DAMNATIO MEMORIAE
Que reste-t-il de Cornelius Gallus qui fut, en son temps, le maître de l’élégie ? Deux vers que j’ai cités, et que Virgile ne put supprimer des anciennes copies de ses Bucoliques. Deux vers – « Ne prends pas froid… » – comme un baiser d’adieu à sa belle Cythéris, disparue dans les brumes de Germanie. Et rien d’autre pendant deux mille ans : damnatio memoriae.
Puis, soudain, en 1978, dix vers de plus, trouvés sur un fragment de papyrus, dans le désert, au sud d’Assouan. Des vers composés après le triple Triomphe d’Octave dans les rues de Rome, des vers écrits par le nouveau préfet d’Égypte à la louange du Prince – ce Prince qui allait bientôt l’accuser de « malveillance » et le condamner à mourir.
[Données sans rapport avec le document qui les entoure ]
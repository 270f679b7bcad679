//! Test utilities for vtg-gm
//!
//! [`MockGmServer`] is an in-process fake of the GM vehicle API. It serves
//! the four GM endpoints from built-in fixtures:
//!
//! | Vehicle | Body style | Drive train | Fuel | Battery |
//! |---|---|---|---|---|
//! | `1234` | four-door sedan | v8 | 30.2 | null |
//! | `1235` | two-door coupe | electric | null | 73.3 |
//!
//! Unknown ids get envelope status `"404"`. The engine endpoint answers
//! `START_VEHICLE` with `EXECUTED`, `STOP_VEHICLE` with `FAILED`, and any
//! other command with envelope status `"400"`.

use std::net::SocketAddr;
use std::sync::{Arc, Mutex};
use std::time::Duration;

use axum::extract::State;
use axum::routing::post;
use axum::{Json, Router};
use serde_json::{json, Value};
use tokio::net::TcpListener;

use crate::client::endpoints;
use crate::config::GmConfig;

/// A request received by the mock, for assertions on outgoing bodies
#[derive(Debug, Clone, PartialEq)]
pub struct RecordedRequest {
    pub path: String,
    pub body: Value,
}

type RequestLog = Arc<Mutex<Vec<RecordedRequest>>>;

/// A fake GM API that shuts down when dropped
pub struct MockGmServer {
    pub addr: SocketAddr,
    requests: RequestLog,
    shutdown_tx: Option<tokio::sync::oneshot::Sender<()>>,
    handle: Option<tokio::task::JoinHandle<()>>,
}

impl MockGmServer {
    /// Start the fake GM API with the built-in fixtures
    pub async fn start() -> std::io::Result<Self> {
        let requests = RequestLog::default();
        let router = fixture_router(requests.clone());
        Self::serve(router, requests).await
    }

    /// Serve an arbitrary router in place of the fixtures, e.g. to fake
    /// malformed envelopes
    pub async fn start_router(router: Router) -> std::io::Result<Self> {
        Self::serve(router, RequestLog::default()).await
    }

    async fn serve(router: Router, requests: RequestLog) -> std::io::Result<Self> {
        // Bind to any available port
        let listener = TcpListener::bind("127.0.0.1:0").await?;
        let addr = listener.local_addr()?;

        let (shutdown_tx, shutdown_rx) = tokio::sync::oneshot::channel();

        let handle = tokio::spawn(async move {
            axum::serve(listener, router)
                .with_graceful_shutdown(async {
                    let _ = shutdown_rx.await;
                })
                .await
                .ok();
        });

        // Give server a moment to start
        tokio::time::sleep(Duration::from_millis(10)).await;

        Ok(Self {
            addr,
            requests,
            shutdown_tx: Some(shutdown_tx),
            handle: Some(handle),
        })
    }

    /// Get the base URL of the mock server
    pub fn base_url(&self) -> String {
        format!("http://{}", self.addr)
    }

    /// Adapter configuration pointing at this server, with short timeouts
    pub fn config(&self) -> GmConfig {
        GmConfig {
            base_url: self.base_url(),
            timeout_secs: 5,
            connect_timeout_secs: 2,
        }
    }

    /// Requests received so far, oldest first
    pub fn requests(&self) -> Vec<RecordedRequest> {
        match self.requests.lock() {
            Ok(log) => log.clone(),
            Err(poisoned) => poisoned.into_inner().clone(),
        }
    }

    /// Shutdown the server gracefully
    pub async fn shutdown(mut self) {
        if let Some(tx) = self.shutdown_tx.take() {
            let _ = tx.send(());
        }
        if let Some(handle) = self.handle.take() {
            let _ = handle.await;
        }
    }
}

impl Drop for MockGmServer {
    fn drop(&mut self) {
        if let Some(tx) = self.shutdown_tx.take() {
            let _ = tx.send(());
        }
        if let Some(handle) = self.handle.take() {
            handle.abort();
        }
    }
}

fn fixture_router(requests: RequestLog) -> Router {
    Router::new()
        .route(&format!("/{}", endpoints::VEHICLE_INFO), post(vehicle_info))
        .route(&format!("/{}", endpoints::SECURITY_STATUS), post(security_status))
        .route(&format!("/{}", endpoints::ENERGY), post(energy))
        .route(&format!("/{}", endpoints::ACTION_ENGINE), post(action_engine))
        .with_state(requests)
}

fn record(requests: &RequestLog, path: &str, body: &Value) {
    let entry = RecordedRequest {
        path: path.to_string(),
        body: body.clone(),
    };
    match requests.lock() {
        Ok(mut log) => log.push(entry),
        Err(poisoned) => poisoned.into_inner().push(entry),
    }
}

fn wrap(kind: &str, value: &str) -> Value {
    json!({"type": kind, "value": value})
}

fn not_found(service: &str, id: &str) -> Value {
    json!({
        "service": service,
        "status": "404",
        "reason": format!("Vehicle id: {} not found.", id),
    })
}

fn vehicle_id(body: &Value) -> &str {
    body.get("id").and_then(Value::as_str).unwrap_or_default()
}

async fn vehicle_info(State(requests): State<RequestLog>, Json(body): Json<Value>) -> Json<Value> {
    record(&requests, endpoints::VEHICLE_INFO, &body);
    let id = vehicle_id(&body);
    let data = match id {
        "1234" => json!({
            "vin": wrap("String", "123123412412"),
            "color": wrap("String", "Metallic Silver"),
            "fourDoorSedan": wrap("Boolean", "True"),
            "twoDoorCoupe": wrap("Boolean", "False"),
            "driveTrain": wrap("String", "v8"),
        }),
        "1235" => json!({
            "vin": wrap("String", "1235AZ91XP"),
            "color": wrap("String", "Forest Green"),
            "fourDoorSedan": wrap("Boolean", "False"),
            "twoDoorCoupe": wrap("Boolean", "True"),
            "driveTrain": wrap("String", "electric"),
        }),
        _ => return Json(not_found("getVehicleInfo", id)),
    };
    Json(json!({"service": "getVehicleInfo", "status": "200", "data": data}))
}

fn door(location: &str, locked: &str) -> Value {
    json!({
        "location": wrap("String", location),
        "locked": wrap("Boolean", locked),
    })
}

async fn security_status(
    State(requests): State<RequestLog>,
    Json(body): Json<Value>,
) -> Json<Value> {
    record(&requests, endpoints::SECURITY_STATUS, &body);
    let id = vehicle_id(&body);
    let values = match id {
        "1234" => json!([
            door("frontLeft", "False"),
            door("frontRight", "True"),
            door("backLeft", "False"),
            door("backRight", "True"),
        ]),
        "1235" => json!([door("frontLeft", "True"), door("frontRight", "False")]),
        _ => return Json(not_found("getSecurityStatus", id)),
    };
    Json(json!({
        "service": "getSecurityStatus",
        "status": "200",
        "data": {"doors": {"type": "Array", "values": values}},
    }))
}

async fn energy(State(requests): State<RequestLog>, Json(body): Json<Value>) -> Json<Value> {
    record(&requests, endpoints::ENERGY, &body);
    let id = vehicle_id(&body);
    let (tank, battery) = match id {
        "1234" => (wrap("Number", "30.2"), wrap("Null", "null")),
        "1235" => (wrap("Null", "null"), wrap("Number", "73.3")),
        _ => return Json(not_found("getEnergy", id)),
    };
    Json(json!({
        "service": "getEnergyService",
        "status": "200",
        "data": {"tankLevel": tank, "batteryLevel": battery},
    }))
}

async fn action_engine(State(requests): State<RequestLog>, Json(body): Json<Value>) -> Json<Value> {
    record(&requests, endpoints::ACTION_ENGINE, &body);
    let id = vehicle_id(&body);
    if !matches!(id, "1234" | "1235") {
        return Json(not_found("actionEngine", id));
    }

    let outcome = match body.get("command").and_then(Value::as_str) {
        Some("START_VEHICLE") => "EXECUTED",
        Some("STOP_VEHICLE") => "FAILED",
        other => {
            return Json(json!({
                "service": "actionEngine",
                "status": "400",
                "reason": format!("Unknown command {}", other.unwrap_or("(none)")),
            }))
        }
    };
    Json(json!({
        "service": "actionEngine",
        "status": "200",
        "actionResult": {"status": outcome},
    }))
}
Alors, je rêve. Je rêve qu’un jour les sables nous rendront un livre entier des Amours de Gallus. Et les danses érotiques de l’insolente Cythéris, et son chant, pareil à celui des tourterelles. Je rêve que les deux amants – et, avec eux, Marc Antoine, Octavie, Juba, Séléné – retrouveront enfin la place qu’ils méritent. Un seul livre, et ils seront sauvés…
Avec ferveur, avec confiance, j’attends ce retour du passé. Car jamais pour moi les morts ne seront des étrangers : ils s’invitent dans ma maison, je les visite dans leur demeure.